POPULAR PEASANT FEMINIST VOICES IN PEOPLE’S FOOD SOVEREIGNTY:
Women in social movements and food policies in Brazil and Argentina.
Food sovereingty; Feminisms; Social movements; Human right to food and nutrition; Public Policy; Latin American Critical Thought.
This thesis is an interdisciplinary and historical-comparative social research with the theme of people's food sovereignty from the perspective of popular peasent feminism, understood as a social struggle undertaken by women organized in peasent social movements, contributing to the construction of public policies for the human right to adequate and healthy food and nutrition, for food and nutritional security and for access to land and agroecology, in Brazil and Argentina. It is problematic that, during the first decades of the 21st century, these countries achieved low rates of undernourishment and food insecurity, however, there is a reversal in this scenario, impacting, above all, the health of rural women and worsening during the years of the Covid-19 pandemic.

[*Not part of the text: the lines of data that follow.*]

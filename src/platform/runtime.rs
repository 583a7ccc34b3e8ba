use std::time::Duration;

/// Asynchronously waits for the provided duration in a platform-compatible way.
///
/// A zero duration returns immediately without yielding to the timer driver.
pub async fn sleep(duration: Duration) {
    if duration.is_zero() {
        return;
    }

    sleep_impl(duration).await;
}

#[cfg(target_arch = "wasm32")]
async fn sleep_impl(duration: Duration) {
    use gloo_timers::future::sleep;
    sleep(duration).await;
}

#[cfg(not(target_arch = "wasm32"))]
async fn sleep_impl(duration: Duration) {
    use tokio::time::sleep;
    sleep(duration).await;
}
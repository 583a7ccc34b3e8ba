//! Test utilities shared across crate-level unit tests.

pub mod fakes;
pub mod http;

pub use fakes::{CountingCatalogSource, RecordingRefresher, RecordingSink, ScriptedTransport};
pub use http::start_mock_server;
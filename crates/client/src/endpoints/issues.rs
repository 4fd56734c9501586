//! Issue listing, creation, and progress transitions.

use chrono::{DateTime, Utc};
use serde::{Deserialize, Serialize};
use uuid::Uuid;

use crate::client::ApiClient;
use crate::endpoints::ApiMessage;
use crate::error::ApiResult;

#[derive(Debug, Clone, Copy, PartialEq, Eq, Serialize, Deserialize)]
#[serde(rename_all = "SCREAMING_SNAKE_CASE")]
pub enum IssueStatus {
    Open,
    InProgress,
    Completed,
}

#[derive(Debug, Clone, Deserialize)]
#[serde(rename_all = "camelCase")]
pub struct Issue {
    pub id: Uuid,
    pub title: String,
    pub description: String,
    pub status: IssueStatus,
    pub reported_by: Uuid,
    pub created_at: DateTime<Utc>,
}

#[derive(Debug, Clone, Serialize)]
#[serde(rename_all = "camelCase")]
pub struct NewIssue {
    pub title: String,
    pub description: String,
    /// Service the issue is reported against, when applicable.
    pub service_id: Option<Uuid>,
}

impl ApiClient {
    pub async fn list_issues(&self) -> ApiResult<Vec<Issue>> {
        self.get("/issues").await
    }

    pub async fn create_issue(&self, issue: &NewIssue) -> ApiResult<Issue> {
        self.post("/issues", issue).await
    }

    pub async fn start_issue_progress(&self, id: Uuid) -> ApiResult<ApiMessage> {
        self.post_empty(&format!("/issues/{id}/start-progress")).await
    }

    pub async fn complete_issue_progress(&self, id: Uuid) -> ApiResult<ApiMessage> {
        self.post_empty(&format!("/issues/{id}/complete-progress"))
            .await
    }
}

Therefore, this research aims to interpret, based on the women´s life experiences and political constructions, the structural trends that influenced this event in the region. A quantitative analysis is undertaken to identify, in each of the countries, the periods of increase and reduction in undernourishment and food insecurity rates and their correlation with periods of greater intensity in the creation of new legal frameworks in the trajectory of public policies related to food and agriculture, based on reports and databases from the Food and Agriculture Organization of the United Nations (FAO). Subsequently, a qualitative approach is developed with the content analysis of sixteen interviews carried out using a semi-structured questionnaire, involving eight women in Brazil and eight women in Argentina, which participate in actions in the political field of the Latin American Coordinator of Rural Organizations (CLOC) and La Vía Campesina (LVC) in the countries studied - taking into account the leading roles of these articulations in the political construction of people´s food sovereignty in all dimensions: local/community, national, and international. Finally, this thesis seeks to contribute to new theories and practices in Latin American Critical Thought and in Social Sciences, pointing to the existence of an internationalist dimension in popular peasant feminist voices in the social struggle for people's food sovereignty, cultivating new social relations and new international relations in which life has centrality, facing the expansion of inequalities in capitalist sociability.